**Assigned task:** Determine the number of lines in the data below that hold "proposal"; give nothing but that number.

(Saved data entries)
· · · · ·
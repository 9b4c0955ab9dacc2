multiversx_sc::imports!();

use crate::types::{ExecuteCheck, Fingerprint, PendingOperation, TimelockOutcome};

/// Two-phase gate shared by freezes, charity registration and award rounds.
///
/// An operation is identified by the keccak256 digest of its canonical
/// arguments. The first call records `proposed_at`; a later call at or after
/// `proposed_at + delay` is `Ready` exactly once. Entries are never removed,
/// so a spent fingerprint stays spent.
#[multiversx_sc::module]
pub trait TimelockModule: crate::events::EventsModule {
    fn fingerprint(&self, preimage: &ManagedBuffer) -> Fingerprint<Self::Api> {
        self.crypto().keccak256(preimage)
    }

    /// Records a first sighting. Re-proposing a live fingerprint keeps the
    /// original `proposed_at`.
    fn propose(&self, fingerprint: &Fingerprint<Self::Api>, now: u64) -> TimelockOutcome {
        let mapper = self.pending_operations(fingerprint);
        if mapper.is_empty() {
            mapper.set(PendingOperation {
                proposed_at: now,
                executed: false,
            });
            self.operation_proposed_event(fingerprint, now);
            return TimelockOutcome::Proposed;
        }

        if mapper.get().executed {
            TimelockOutcome::AlreadyExecuted
        } else {
            TimelockOutcome::NotYetDue
        }
    }

    /// Read-only readiness check.
    fn check_execute(
        &self,
        fingerprint: &Fingerprint<Self::Api>,
        now: u64,
        delay: u64,
    ) -> ExecuteCheck {
        let mapper = self.pending_operations(fingerprint);
        if mapper.is_empty() {
            return ExecuteCheck::Unknown;
        }

        let operation = mapper.get();
        if operation.executed {
            ExecuteCheck::AlreadyExecuted
        } else if now < operation.proposed_at.saturating_add(delay) {
            ExecuteCheck::NotYetDue
        } else {
            ExecuteCheck::Ready
        }
    }

    /// Consumes the fingerprint when its delay has elapsed.
    fn try_execute(
        &self,
        fingerprint: &Fingerprint<Self::Api>,
        now: u64,
        delay: u64,
    ) -> ExecuteCheck {
        let check = self.check_execute(fingerprint, now, delay);
        if check == ExecuteCheck::Ready {
            self.pending_operations(fingerprint).update(|op| op.executed = true);
            self.operation_executed_event(fingerprint, now);
        }
        check
    }

    /// One knock on the gate: propose on first sighting, execute when due.
    /// With a zero delay the first knock is already `Ready`.
    fn pass_timelock(&self, fingerprint: &Fingerprint<Self::Api>, delay: u64) -> TimelockOutcome {
        let now = self.blockchain().get_block_timestamp();
        let proposed = self.propose(fingerprint, now);
        if proposed == TimelockOutcome::AlreadyExecuted {
            return proposed;
        }
        if proposed == TimelockOutcome::Proposed && delay > 0 {
            return proposed;
        }

        match self.try_execute(fingerprint, now, delay) {
            ExecuteCheck::Ready => TimelockOutcome::Ready,
            ExecuteCheck::AlreadyExecuted => TimelockOutcome::AlreadyExecuted,
            // propose() just wrote the entry, so Unknown cannot come back here
            ExecuteCheck::NotYetDue | ExecuteCheck::Unknown => TimelockOutcome::NotYetDue,
        }
    }

    fn is_awaiting_timelock(&self, fingerprint: &Fingerprint<Self::Api>) -> bool {
        let mapper = self.pending_operations(fingerprint);
        !mapper.is_empty() && !mapper.get().executed
    }

    #[view(getPendingOperation)]
    fn get_pending_operation(
        &self,
        fingerprint: ManagedByteArray<Self::Api, 32>,
    ) -> OptionalValue<PendingOperation> {
        let mapper = self.pending_operations(&fingerprint);
        if mapper.is_empty() {
            OptionalValue::None
        } else {
            OptionalValue::Some(mapper.get())
        }
    }

    #[storage_mapper("pendingOperations")]
    fn pending_operations(
        &self,
        fingerprint: &ManagedByteArray<Self::Api, 32>,
    ) -> SingleValueMapper<PendingOperation>;
}
multiversx_sc::imports!();
multiversx_sc::derive_imports!();

/// keccak256 digest of an operation's canonical arguments.
pub type Fingerprint<M> = ManagedByteArray<M, 32>;

// ============================================================
// Configuration, fixed at init and never written again
// ============================================================

#[type_abi]
#[derive(TopEncode, TopDecode, NestedEncode, NestedDecode, Clone, Copy, PartialEq, Eq, Debug)]
pub enum ClaimPolicy {
    /// A charity records one claim per round; repeats are rejected.
    OneShot,
    /// A charity may claim again; the new distance replaces the old one.
    Overwrite,
}

#[type_abi]
#[derive(TopEncode, TopDecode, NestedEncode, NestedDecode, Clone, Debug)]
pub struct PoolConfig<M: ManagedTypeApi> {
    pub master: ManagedAddress<M>,
    /// Owner yes votes needed to ratify a governed operation. Holders never
    /// count toward it, but every ballot counts in the yes/no majority, so
    /// holders registered before the deadline can still outvote the owners.
    pub quorum: u32,
    pub delay_duration: u64,
    pub vote_duration: u64,
    /// Minimum time an account must sit frozen before its value can be awarded.
    pub frozen_min_time: u64,
    /// Minimum time between finalizing a round and cashing it out.
    pub award_min_time: u64,
    pub claim_policy: ClaimPolicy,
}

// ============================================================
// Ledger
// ============================================================

#[type_abi]
#[derive(TopEncode, TopDecode, NestedEncode, NestedDecode, Clone, Debug)]
pub struct Account<M: ManagedTypeApi> {
    pub balance: BigUint<M>,
    pub frozen: bool,
    /// Value held back while frozen. Zero whenever `frozen` is false.
    pub frozen_balance: BigUint<M>,
    pub frozen_at: u64,
    /// Bumped on every completed unfreeze so the next freeze cycle
    /// gets fresh fingerprints.
    pub epoch: u64,
}

impl<M: ManagedTypeApi> Default for Account<M> {
    fn default() -> Self {
        Account {
            balance: BigUint::zero(),
            frozen: false,
            frozen_balance: BigUint::zero(),
            frozen_at: 0,
            epoch: 0,
        }
    }
}

// ============================================================
// Timelock
// ============================================================

#[type_abi]
#[derive(TopEncode, TopDecode, NestedEncode, NestedDecode, Clone, Copy, PartialEq, Eq, Debug)]
pub struct PendingOperation {
    pub proposed_at: u64,
    pub executed: bool,
}

#[type_abi]
#[derive(TopEncode, TopDecode, NestedEncode, NestedDecode, Clone, Copy, PartialEq, Eq, Debug)]
pub enum TimelockOutcome {
    /// First sighting of the fingerprint. Nothing applied yet.
    Proposed,
    /// Delay elapsed; the caller applies the effect now, exactly once.
    Ready,
    /// Still inside the delay window. Re-knock later.
    NotYetDue,
    /// Effect already applied (or already in the target state).
    AlreadyExecuted,
}

/// Result of `try_execute` on its own, before any proposal bookkeeping.
#[derive(Clone, Copy, PartialEq, Eq, Debug)]
pub enum ExecuteCheck {
    Ready,
    NotYetDue,
    AlreadyExecuted,
    Unknown,
}

// ============================================================
// Charity registry
// ============================================================

#[type_abi]
#[derive(TopEncode, TopDecode, NestedEncode, NestedDecode, Clone, Copy, PartialEq, Eq, Debug)]
pub enum CharityStatus {
    Unregistered,
    Pending,
    Active,
}

#[type_abi]
#[derive(TopEncode, TopDecode, NestedEncode, NestedDecode, Clone, Copy, PartialEq, Eq, Debug)]
pub enum CharityOutcome {
    PendingAdded,
    /// Second call came too early; `proposed_at` is left alone.
    StillPending,
    Activated,
    AlreadyActive,
}

// ============================================================
// Governance
// ============================================================

#[type_abi]
#[derive(TopEncode, TopDecode, NestedEncode, NestedDecode, Clone, Copy, PartialEq, Eq, Debug)]
pub enum VoterGroup {
    Owner,
    Holder,
}

#[type_abi]
#[derive(TopEncode, TopDecode, NestedEncode, NestedDecode, Clone, Copy, PartialEq, Eq, Debug)]
pub enum Ballot {
    Yes,
    No,
}

#[type_abi]
#[derive(TopEncode, TopDecode, NestedEncode, NestedDecode, Clone, Copy, PartialEq, Eq, Debug)]
pub struct Issue {
    /// Ballots are stored per issue id, so a reopened issue starts empty.
    pub id: u64,
    pub opened_at: u64,
    pub deadline: u64,
}

#[type_abi]
#[derive(TopEncode, TopDecode, NestedEncode, NestedDecode, Clone, Copy, PartialEq, Eq, Debug)]
pub struct Tally {
    pub yes: u32,
    pub no: u32,
    /// Yes ballots from the owner group; only these count toward `quorum`.
    pub owner_yes: u32,
    pub quorum_met: bool,
}

#[type_abi]
#[derive(TopEncode, TopDecode, NestedEncode, NestedDecode, Clone, Copy, PartialEq, Eq, Debug)]
pub enum VoteOutcome {
    Recorded,
    IssueClosed,
    /// The fingerprint is still inside its timelock delay.
    NotYetOpen,
}

// ============================================================
// Award engine
// ============================================================

#[type_abi]
#[derive(TopEncode, TopDecode, NestedEncode, NestedDecode, Clone, Copy, PartialEq, Eq, Debug)]
pub enum AwardStage {
    /// Timelock passed, issue open for votes.
    Voting,
    /// Round created under `award_time`.
    Finalized,
}

/// One proposal to award a fixed set of frozen accounts, keyed by fingerprint.
#[type_abi]
#[derive(TopEncode, TopDecode, NestedEncode, NestedDecode, Clone, Debug)]
pub struct AwardAttempt<M: ManagedTypeApi> {
    pub accounts: ManagedVec<M, ManagedAddress<M>>,
    pub stage: AwardStage,
    pub award_time: u64,
}

#[type_abi]
#[derive(TopEncode, TopDecode, NestedEncode, NestedDecode, Clone, PartialEq, Debug)]
pub struct AwardClaim<M: ManagedTypeApi> {
    pub charity: ManagedAddress<M>,
    pub distance: BigUint<M>,
}

#[type_abi]
#[derive(TopEncode, TopDecode, NestedEncode, NestedDecode, Clone, Debug)]
pub struct AwardRound<M: ManagedTypeApi> {
    pub award_time: u64,
    pub fingerprint: Fingerprint<M>,
    pub total_value: BigUint<M>,
    pub target: ManagedByteArray<M, 32>,
    /// Running minimum. Earliest claim keeps the lead on ties.
    pub best: Option<AwardClaim<M>>,
    pub cashed: bool,
}

#[type_abi]
#[derive(TopEncode, TopDecode, NestedEncode, NestedDecode, Clone, Copy, PartialEq, Eq, Debug)]
pub enum AwardOutcome {
    Proposed,
    NotYetDue,
    VotingOpened,
    VotingOpen,
    QuorumNotMet,
    FrozenTooRecently,
    Finalized(u64),
    AlreadyExecuted,
}

#[type_abi]
#[derive(TopEncode, TopDecode, NestedEncode, NestedDecode, Clone, Copy, PartialEq, Eq, Debug)]
pub enum ClaimOutcome {
    Recorded,
    RoundNotFinalized,
    AlreadyClaimed,
    AlreadyCashed,
}

#[type_abi]
#[derive(TopEncode, TopDecode, NestedEncode, NestedDecode, Clone, Copy, PartialEq, Eq, Debug)]
pub enum CashOutcome {
    Paid,
    NotWinner,
    AlreadyCashed,
    TooEarly,
    RoundNotFinalized,
}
· · · · ·
**Solution for this problem:** 2